"La guida autonoma sta gradualmente passando dalla fantascienza alla realtà. I taxi senza conducente sfrecciano per le strade e i vicoli, il sistema di guida intelligente dei veicoli a energia alternativa è in continua evoluzione. Per questo l'utilizzo dei veicoli autonomi sarà regolamentato per legge".

La Cina presenta così la bozza di riforma del codice stradale, che per la prima volta include delle norme specifiche per le auto a guida autonoma. La revisione della legge sulla sicurezza stradale, questo il nome ufficiale, è stata presentata durante le riunioni del Comitato permanente dell'Assemblea Nazionale del Popolo, il massimo organo legislativo del Paese.

La legge in vigore risale al 2004, quando i veicoli a guida autonoma erano ben lontani dal materializzarsi, così come la leadership di Pechino sulle auto elettriche. La bozza di revisione conta nove capitoli e 170 articoli.

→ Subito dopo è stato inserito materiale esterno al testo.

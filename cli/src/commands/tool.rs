//! Tool command - show which nmap binary is used.

use anyhow::Result;
use nmapkit_core::{tool, ConfigStore, MINIMUM_VERSION};

pub async fn run(json: bool) -> Result<()> {
    let config = ConfigStore::new()?.load().await?;
    let info = tool::resolve(config.binary_path.as_deref()).await?;

    if json {
        println!("{}", serde_json::to_string_pretty(&info)?);
        return Ok(());
    }

    println!("Binary:  {}", info.path.display());
    println!("Version: {} (minimum {})", info.version, MINIMUM_VERSION);
    println!("Banner:  {}", info.banner);
    Ok(())
}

Un intero capitolo è dedicato alle "Disposizioni speciali per i veicoli autonomi". La bozza prevede il sostegno dello Stato alla sperimentazione, alle applicazioni dimostrative e alla circolazione dei veicoli autonomi secondo criteri di sicurezza e standardizzazione. La riforma detta poi le condizioni per l'accesso alle strade pubbliche delle auto a guida autonoma e interviene sul loro regime assicurativo.